Intervista a Riccardo Bozzi, che ha da poco pubblicato Caro autore. Come rifiutare un capolavoro (Bompiani)

Premessa dell’autore: gli editori non sono il diavolo

Sono le dieci del mattino, a Milano pioviggina ma fa caldo. Mi sono appena svegliato e mi risuonano ancora nella testa gli ultimi due rifiuti editoriali ricevuti: è proprio la mattina adatta per intervistare Riccardo Bozzi, autore per Bompiani di un libro intelligente, pieno di sarcasmo e stile, non privo di qualche stoccata caustica al mondo dell’editoria. Prendo il telefono e digito il suo numero, prima però avvio il programma per registrare la telefonata. Tendo a dimenticare. Qui vi riporto una sbobinatura quasi integrale della nostra conversazione. Ovviamente Riccardo è stato avvisato della registrazione, infatti non ha detto quasi nessuna parolaccia.

Inizierei col chiederti se con questo libro ti schieri maggiormente dalla parte dei lettori – nessuno ci capisce – o degli editori – certe cose sono realmente impubblicabili?

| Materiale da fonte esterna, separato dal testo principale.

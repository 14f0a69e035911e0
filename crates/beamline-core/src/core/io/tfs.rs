use crate::core::models::table::SequenceTable;
use crate::core::models::value::{Header, Value};
use std::fs::File;
use std::io::{self, BufRead, BufReader};
use std::path::Path;
use thiserror::Error;

/// The parsed content of a TFS file: its `@` header and its data table.
#[derive(Debug, Clone, PartialEq, Default)]
pub struct TfsData {
    pub header: Header,
    pub table: SequenceTable,
}

#[derive(Debug, Error)]
pub enum TfsError {
    #[error("I/O error: {0}")]
    Io(#[from] io::Error),
    #[error("Parse error on line {line}: {kind}")]
    Parse { line: usize, kind: TfsParseErrorKind },
    #[error("Missing required record: {0}")]
    MissingRecord(String),
}

#[derive(Debug, Error)]
pub enum TfsParseErrorKind {
    #[error("Header line must read '@ KEY %type value'")]
    MalformedHeader,
    #[error("Unsupported TFS type '{0}'")]
    UnknownType(String),
    #[error("Invalid number in column '{column}' (value: '{value}')")]
    InvalidNumber { column: String, value: String },
    #[error("Row has {found} fields but {expected} columns were declared")]
    ColumnCountMismatch { expected: usize, found: usize },
    #[error("Unterminated quoted string")]
    UnterminatedQuote,
    #[error("Column types ('$') declared before column names ('*')")]
    TypesBeforeColumns,
    #[error("Data row found before the column declarations")]
    RowBeforeColumns,
}

#[derive(Debug, Clone, Copy, PartialEq, Eq)]
enum ColumnType {
    Number,
    Text,
}

fn parse_type(raw: &str) -> Option<ColumnType> {
    let raw = raw.trim_start_matches('%');
    if raw.ends_with('s') {
        Some(ColumnType::Text)
    } else if raw.ends_with("le") || raw.ends_with("lf") || raw.ends_with('d') {
        Some(ColumnType::Number)
    } else {
        None
    }
}

/// Splits a line on whitespace, keeping double-quoted strings together and
/// removing their quotes.
fn tokenize(line: &str) -> Result<Vec<String>, TfsParseErrorKind> {
    let mut tokens = Vec::new();
    let mut chars = line.chars().peekable();
    while let Some(&c) = chars.peek() {
        if c.is_whitespace() {
            chars.next();
        } else if c == '"' {
            chars.next();
            let mut token = String::new();
            loop {
                match chars.next() {
                    Some('"') => break,
                    Some(ch) => token.push(ch),
                    None => return Err(TfsParseErrorKind::UnterminatedQuote),
                }
            }
            tokens.push(token);
        } else {
            let mut token = String::new();
            while let Some(&ch) = chars.peek() {
                if ch.is_whitespace() {
                    break;
                }
                token.push(ch);
                chars.next();
            }
            tokens.push(token);
        }
    }
    Ok(tokens)
}

fn split_first_word(s: &str) -> Option<(&str, &str)> {
    let s = s.trim_start();
    let end = s.find(char::is_whitespace)?;
    Some((&s[..end], &s[end..]))
}

fn parse_cell(column: &str, ty: ColumnType, raw: String) -> Result<Value, TfsParseErrorKind> {
    match ty {
        ColumnType::Text => Ok(Value::Text(raw)),
        ColumnType::Number => raw
            .parse()
            .map(Value::Number)
            .map_err(|_| TfsParseErrorKind::InvalidNumber {
                column: column.to_string(),
                value: raw,
            }),
    }
}

fn parse_header_line(line: &str) -> Result<(String, Value), TfsParseErrorKind> {
    let rest = &line[1..];
    let (key, rest) = split_first_word(rest).ok_or(TfsParseErrorKind::MalformedHeader)?;
    let (ty_raw, value) = split_first_word(rest).ok_or(TfsParseErrorKind::MalformedHeader)?;
    let ty = parse_type(ty_raw).ok_or_else(|| TfsParseErrorKind::UnknownType(ty_raw.into()))?;
    let mut tokens = tokenize(value)?;
    let raw = match tokens.len() {
        0 => String::new(),
        1 => tokens.remove(0),
        _ => tokens.join(" "),
    };
    Ok((key.to_string(), parse_cell(key, ty, raw)?))
}

/// Reader for the TFS lattice-table format written by MAD-X (`twiss`, `survey`, ...).
pub struct TfsFile;

impl TfsFile {
    /// Reads a TFS file from a buffered reader.
    ///
    /// Only the listed `columns` are kept when a selection is given; the
    /// `NAME` column is always kept so that rows stay addressable by label.
    pub fn read_from(
        reader: &mut impl BufRead,
        columns: Option<&[&str]>,
    ) -> Result<TfsData, TfsError> {
        let mut header = Header::new();
        let mut names: Option<Vec<String>> = None;
        let mut types: Option<Vec<ColumnType>> = None;
        let mut table = SequenceTable::new("");

        for (line_num, line_res) in reader.lines().enumerate() {
            let line = line_res?;
            let line_num = line_num + 1;
            let trimmed = line.trim_start();
            if trimmed.is_empty() || trimmed.starts_with('#') {
                continue;
            }
            let parse_err = |kind| TfsError::Parse {
                line: line_num,
                kind,
            };

            match trimmed.chars().next() {
                Some('@') => {
                    let (key, value) = parse_header_line(trimmed).map_err(parse_err)?;
                    header.insert(key, value);
                }
                Some('*') => {
                    let declared = tokenize(&trimmed[1..]).map_err(parse_err)?;
                    table = SequenceTable::with_columns("", declared.as_slice());
                    names = Some(declared);
                }
                Some('$') => {
                    let Some(declared_names) = &names else {
                        return Err(parse_err(TfsParseErrorKind::TypesBeforeColumns));
                    };
                    let expected = declared_names.len();
                    let declared = tokenize(&trimmed[1..])
                        .map_err(parse_err)?
                        .iter()
                        .map(|t| {
                            parse_type(t).ok_or_else(|| TfsParseErrorKind::UnknownType(t.clone()))
                        })
                        .collect::<Result<Vec<_>, _>>()
                        .map_err(parse_err)?;
                    if declared.len() != expected {
                        return Err(parse_err(TfsParseErrorKind::ColumnCountMismatch {
                            expected,
                            found: declared.len(),
                        }));
                    }
                    types = Some(declared);
                }
                _ => {
                    let (Some(names), Some(types)) = (&names, &types) else {
                        return Err(parse_err(TfsParseErrorKind::RowBeforeColumns));
                    };
                    let fields = tokenize(trimmed).map_err(parse_err)?;
                    if fields.len() != names.len() {
                        return Err(parse_err(TfsParseErrorKind::ColumnCountMismatch {
                            expected: names.len(),
                            found: fields.len(),
                        }));
                    }
                    let cells = names
                        .iter()
                        .zip(types.iter())
                        .zip(fields)
                        .map(|((name, ty), raw)| {
                            parse_cell(name, *ty, raw).map(|value| (name.as_str(), value))
                        })
                        .collect::<Result<Vec<_>, _>>()
                        .map_err(parse_err)?;
                    table.push_row(cells);
                }
            }
        }

        if names.is_none() {
            return Err(TfsError::MissingRecord("column names ('*')".into()));
        }
        if types.is_none() {
            return Err(TfsError::MissingRecord("column types ('$')".into()));
        }

        table.name = header
            .get("NAME")
            .and_then(Value::as_text)
            .unwrap_or_default()
            .to_string();

        if let Some(selection) = columns {
            table = table.select(selection).map_err(|e| {
                TfsError::MissingRecord(format!("requested column selection: {}", e))
            })?;
        }

        Ok(TfsData { header, table })
    }

    pub fn read_from_path<P: AsRef<Path>>(
        path: P,
        columns: Option<&[&str]>,
    ) -> Result<TfsData, TfsError> {
        let file = File::open(path)?;
        let mut reader = BufReader::new(file);
        Self::read_from(&mut reader, columns)
    }
}
use crate::error::{CliError, Result};
use std::fs::File;
use std::path::{Path, PathBuf};
use tracing::Subscriber;
use tracing_subscriber::{
    Layer,
    filter::LevelFilter,
    fmt::{self, format::FmtSpan},
    prelude::*,
    registry::LookupSpan,
};

/// Level shown on stderr for the given `-v` count; `-q` keeps errors only.
pub fn level_filter(verbosity: u8, quiet: bool) -> LevelFilter {
    if quiet {
        LevelFilter::ERROR
    } else {
        match verbosity {
            0 => LevelFilter::WARN,
            1 => LevelFilter::INFO,
            2 => LevelFilter::DEBUG,
            _ => LevelFilter::TRACE,
        }
    }
}

/// Level written to `--log-file`: never less detailed than debug.
pub fn file_level_filter(verbosity: u8, quiet: bool) -> LevelFilter {
    level_filter(verbosity, quiet).max(LevelFilter::DEBUG)
}

/// Plain-text layer for the log file. Closing a resolution, expansion or
/// loading span writes one line carrying its `sequence` (or `path`) field and timing.
fn file_layer<S>(file: File, filter: LevelFilter) -> impl Layer<S>
where
    S: Subscriber + for<'a> LookupSpan<'a>,
{
    fmt::layer()
        .with_writer(file)
        .with_ansi(false)
        .with_target(true)
        .with_span_events(FmtSpan::CLOSE)
        .with_filter(filter)
}

fn create_log_file(path: &Path) -> Result<File> {
    File::create(path).map_err(CliError::Io)
}

pub fn setup_logging(verbosity: u8, quiet: bool, log_file: Option<PathBuf>) -> Result<()> {
    let stderr_layer = fmt::layer()
        .with_writer(std::io::stderr)
        .with_ansi(true)
        .with_target(false)
        .compact()
        .with_filter(level_filter(verbosity, quiet));

    let log_layer = log_file
        .as_deref()
        .map(create_log_file)
        .transpose()?
        .map(|file| file_layer(file, file_level_filter(verbosity, quiet)));

    tracing_subscriber::registry()
        .with(stderr_layer)
        .with(log_layer)
        .try_init()
        .map_err(|e| CliError::Other(anyhow::anyhow!("Failed to install logger: {}", e)))
}

#[cfg(test)]
mod tests {
    use super::*;
    use serial_test::serial;
    use std::sync::Once;
    use tracing::{debug, error, info, info_span, trace, warn};

    static INIT: Once = Once::new();

    fn ensure_global_logger_is_set() {
        INIT.call_once(|| {
            setup_logging(3, false, None).expect("Failed to set up global logger for tests");
        });
    }

    #[test]
    fn verbosity_maps_to_level_filters() {
        assert_eq!(level_filter(0, false), LevelFilter::WARN);
        assert_eq!(level_filter(1, false), LevelFilter::INFO);
        assert_eq!(level_filter(2, false), LevelFilter::DEBUG);
        assert_eq!(level_filter(7, false), LevelFilter::TRACE);
        assert_eq!(level_filter(3, true), LevelFilter::ERROR);
    }

    #[test]
    fn log_file_keeps_at_least_debug_detail() {
        assert_eq!(file_level_filter(0, false), LevelFilter::DEBUG);
        assert_eq!(file_level_filter(0, true), LevelFilter::DEBUG);
        assert_eq!(file_level_filter(3, false), LevelFilter::TRACE);
    }

    #[test]
    #[serial]
    fn initialization_and_macros_work() {
        ensure_global_logger_is_set();

        error!("This is an error");
        warn!("This is a warning");
        info!("This is info");
        debug!("This is debug");
        trace!("This is trace");
    }

    #[test]
    #[serial]
    fn file_layer_records_sequence_spans_below_the_console_level() {
        let temp_dir = tempfile::tempdir().unwrap();
        let log_path = temp_dir.path().join("run.log");

        let file = create_log_file(&log_path).unwrap();
        let subscriber =
            tracing_subscriber::registry().with(file_layer(file, file_level_filter(0, true)));

        tracing::subscriber::with_default(subscriber, || {
            let span = info_span!("expansion_task", sequence = "LINE");
            let _guard = span.enter();
            debug!(inserted = 2, "Sequence expansion complete.");
            trace!("Dropped by the file filter.");
        });

        let content = std::fs::read_to_string(log_path).unwrap();
        assert!(content.contains("Sequence expansion complete."));
        assert!(content.contains("sequence=\"LINE\""));
        assert!(content.contains("close"));
        assert!(!content.contains("Dropped by the file filter."));
    }

    #[test]
    #[serial]
    fn invalid_log_file_path_propagates_error() {
        let invalid_path = PathBuf::from("/");

        if cfg!(unix) && invalid_path.is_dir() {
            let result = setup_logging(0, false, Some(invalid_path));
            assert!(matches!(result, Err(CliError::Io(_))));
        }
    }
}
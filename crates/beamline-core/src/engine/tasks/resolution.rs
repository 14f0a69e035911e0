use crate::core::models::element::Element;
use crate::core::models::placement::{PlacementHints, Positions, ReferencePlacement};
use crate::core::units::Length;
use crate::engine::context::SequenceContext;
use crate::engine::error::SequenceError;
use tracing::{debug, instrument, warn};

/// How a `following` reference affected the supplied hints.
#[derive(Debug, Clone, PartialEq)]
pub enum FollowingShift {
    /// No `following` was given; hints are absolute.
    Absolute,
    /// Hints were shifted by the exit of the referenced element.
    Applied(Length),
    /// No element with that name has been placed; hints are taken as absolute.
    UnknownReference(String),
    /// The referenced element has no resolved exit; hints are taken as absolute.
    UnresolvedReference(String),
}

impl FollowingShift {
    pub fn offset(&self) -> Length {
        match self {
            FollowingShift::Applied(offset) => *offset,
            _ => Length::ZERO,
        }
    }
}

/// Resolves the entry, center and exit of `element` from the caller's hints.
///
/// Returns undefined positions when no hint was supplied.
#[instrument(skip_all, name = "placement_resolution_task", fields(sequence = context.sequence, element = %element.name))]
pub fn run(
    context: &SequenceContext,
    element: &Element,
    hints: &PlacementHints,
) -> Result<Positions, SequenceError> {
    if context.find(&element.name).is_some() {
        return Err(SequenceError::DuplicateElement {
            sequence: context.sequence.to_string(),
            element: element.name.clone(),
        });
    }

    if hints.has_no_position() {
        debug!("No position hint supplied; placement left undefined.");
        return Ok(Positions::default());
    }

    let shift = following_shift(context, hints.following.as_deref());
    match &shift {
        FollowingShift::Absolute => {}
        FollowingShift::Applied(offset) => debug!(offset = %offset, "Hints are relative to a preceding element."),
        FollowingShift::UnknownReference(name) => warn!(
            following = %name,
            "No element with this name has been placed; hints are taken as absolute."
        ),
        FollowingShift::UnresolvedReference(name) => warn!(
            following = %name,
            "Referenced element has no resolved exit; hints are taken as absolute."
        ),
    }

    let seed = anchor(hints, context.config.reference_placement, shift.offset());
    let length = context.length_of(element);
    if length.is_none() && !seed.is_resolved() {
        return Err(SequenceError::MissingLength {
            sequence: context.sequence.to_string(),
            element: element.name.clone(),
            key: context.config.element_keys.length.clone(),
        });
    }

    let (positions, iterations) = converge(seed, length, context.config.max_iterations).ok_or_else(
        || SequenceError::Unresolvable {
            sequence: context.sequence.to_string(),
            element: element.name.clone(),
            iterations: context.config.max_iterations,
        },
    )?;
    debug!(iterations, "Placement reached a fixed point.");

    if let Some(length) = length {
        if !is_consistent(&positions, length, context.config.drift_epsilon) {
            return Err(SequenceError::InconsistentPlacement {
                sequence: context.sequence.to_string(),
                element: element.name.clone(),
            });
        }
    }

    Ok(positions)
}

fn following_shift(context: &SequenceContext, following: Option<&str>) -> FollowingShift {
    let Some(name) = following else {
        return FollowingShift::Absolute;
    };
    match context.find(name) {
        None => FollowingShift::UnknownReference(name.to_string()),
        Some(record) => match record.exit() {
            Some(exit) => FollowingShift::Applied(exit),
            None => FollowingShift::UnresolvedReference(name.to_string()),
        },
    }
}

/// Builds the starting positions from the hints. `at` overrides the explicit
/// hint of the point the reference placement selects.
fn anchor(hints: &PlacementHints, reference: ReferencePlacement, offset: Length) -> Positions {
    let mut seed = Positions {
        entry: hints.at_entry,
        center: hints.at_center,
        exit: hints.at_exit,
    };
    if let Some(at) = hints.at {
        match reference {
            ReferencePlacement::Entry => seed.entry = Some(at),
            ReferencePlacement::Center => seed.center = Some(at),
            ReferencePlacement::Exit => seed.exit = Some(at),
        }
    }
    Positions {
        entry: seed.entry.map(|p| p + offset),
        center: seed.center.map(|p| p + offset),
        exit: seed.exit.map(|p| p + offset),
    }
}

/// One derivation pass. Entry is derived first (from center, then exit), so
/// that center and exit are always computed from an entry when one exists.
fn derive(current: Positions, length: Option<Length>) -> Positions {
    let Some(length) = length else {
        return current;
    };
    let half = length / 2.0;

    let entry = current.entry.or_else(|| {
        current
            .center
            .map(|c| c - half)
            .or_else(|| current.exit.map(|x| x - length))
    });
    let center = current
        .center
        .or_else(|| entry.map(|e| e + half))
        .or_else(|| current.exit.map(|x| x - half));
    let exit = current
        .exit
        .or_else(|| entry.map(|e| e + length))
        .or_else(|| center.map(|c| c + half));

    Positions { entry, center, exit }
}

/// Applies [`derive`] until two successive passes agree, at most `max_iterations` times.
///
/// Returns the fixed point together with the number of passes it took.
fn converge(
    seed: Positions,
    length: Option<Length>,
    max_iterations: usize,
) -> Option<(Positions, usize)> {
    let mut current = seed;
    for iteration in 1..=max_iterations {
        let next = derive(current, length);
        if next == current {
            return Some((current, iteration));
        }
        current = next;
    }
    None
}

fn is_consistent(positions: &Positions, length: Length, tolerance: Length) -> bool {
    let (Some(entry), Some(center), Some(exit)) = (positions.entry, positions.center, positions.exit)
    else {
        return true;
    };
    center.approx_eq(entry + length / 2.0, tolerance) && exit.approx_eq(entry + length, tolerance)
}
use super::defaults::DefaultsConfig;
use super::file::FileConfig;
use super::models::ExpandConfig;
use crate::cli::ExpandArgs;
use crate::error::{CliError, Result};
use beamline::core::io::line::LineDescription;
use beamline::core::models::element::ElementKind;
use beamline::core::models::placement::ReferencePlacement;
use beamline::core::units::Length;
use beamline::engine::config::SequenceConfigBuilder;
use tracing::debug;

/// Merges the settings for `expand`.
///
/// Command-line arguments win over the line description, which wins over the
/// settings file, which wins over the built-in defaults. The line description
/// only carries `reference-placement` and `length-key`.
pub fn build_config(args: &ExpandArgs, line: &LineDescription) -> Result<ExpandConfig> {
    let defaults = DefaultsConfig::default();

    let mut file_config = if let Some(config_path) = &args.config {
        FileConfig::from_file(config_path)?
    } else {
        FileConfig::default()
    };
    let placement_file = file_config.placement.take().unwrap_or_default();
    let expansion_file = file_config.expansion.take().unwrap_or_default();

    let reference_placement = match args.reference_placement.as_deref() {
        Some(raw) => parse_reference_placement(raw)?,
        None => match line.reference_placement {
            Some(placement) => placement,
            None => parse_reference_placement(
                placement_file
                    .reference_placement
                    .as_deref()
                    .unwrap_or(&defaults.reference_placement),
            )?,
        },
    };

    let length_key = args
        .length_key
        .clone()
        .or_else(|| line.length_key.clone())
        .or(placement_file.length_key)
        .unwrap_or(defaults.length_key);

    let max_iterations = args
        .max_iterations
        .or(placement_file.max_iterations)
        .unwrap_or(defaults.max_iterations);

    let drift_epsilon = match (&args.epsilon, &expansion_file.drift_epsilon) {
        (Some(raw), _) => raw
            .parse::<Length>()
            .map_err(|e| CliError::Argument(format!("--epsilon '{}': {}", raw, e)))?,
        (None, Some(file_length)) => file_length.to_length()?,
        (None, None) => Length::meters(defaults.drift_epsilon),
    };

    let drift_kind_raw = args
        .drift_kind
        .as_deref()
        .or(expansion_file.drift_kind.as_deref())
        .unwrap_or(&defaults.drift_kind);
    let drift_kind: ElementKind = drift_kind_raw
        .parse()
        .map_err(|e| CliError::Config(format!("drift kind: {}", e)))?;

    let expand = if args.no_expand {
        false
    } else {
        expansion_file.enabled.unwrap_or(defaults.expand)
    };

    let sequence_config = SequenceConfigBuilder::new()
        .reference_placement(reference_placement)
        .length_key(&length_key)
        .max_iterations(max_iterations)
        .drift_epsilon(drift_epsilon)
        .build()
        .map_err(|e| CliError::Config(e.to_string()))?;
    debug!("Merged sequence configuration: {:?}", sequence_config);

    Ok(ExpandConfig {
        output_path: args.output.clone(),
        drift_kind,
        expand,
        sequence_config,
    })
}

fn parse_reference_placement(raw: &str) -> Result<ReferencePlacement> {
    raw.parse::<ReferencePlacement>()
        .map_err(|e| CliError::Config(e.to_string()))
}
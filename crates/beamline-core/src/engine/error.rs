use thiserror::Error;

use crate::sequences::metadata::MetadataError;

#[derive(Debug, Error)]
pub enum SequenceError {
    #[error(
        "Placement of '{element}' in sequence '{sequence}' did not reach a fixed point within {iterations} iterations"
    )]
    Unresolvable {
        sequence: String,
        element: String,
        iterations: usize,
    },

    #[error("Placement hints for '{element}' in sequence '{sequence}' disagree with its length")]
    InconsistentPlacement { sequence: String, element: String },

    #[error(
        "Element '{element}' in sequence '{sequence}' has no length attribute '{key}' but its placement needs one"
    )]
    MissingLength {
        sequence: String,
        element: String,
        key: String,
    },

    #[error("Element '{element}' is already placed in sequence '{sequence}'")]
    DuplicateElement { sequence: String, element: String },

    #[error("Sequence '{sequence}' has invalid metadata: {source}")]
    Metadata {
        sequence: String,
        #[source]
        source: MetadataError,
    },
}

Partiamo dall’assunto che gli editori non sono il diavolo e parte del loro lavoro consiste nel vendere i libri. Altrettanto importante è trovare libri che valgono, ma i libri che valgono e i libri che vendono non sempre coincidono. Un caso eclatante è quello di Giuseppe Tomasi di Lampedusa e del suo Gattopardo: rifiutato ben due volte da Vittorini per una questione di gusti, il libro poi ha venduto tanto. Ti dico anche una cosa, questo mio libro è nato…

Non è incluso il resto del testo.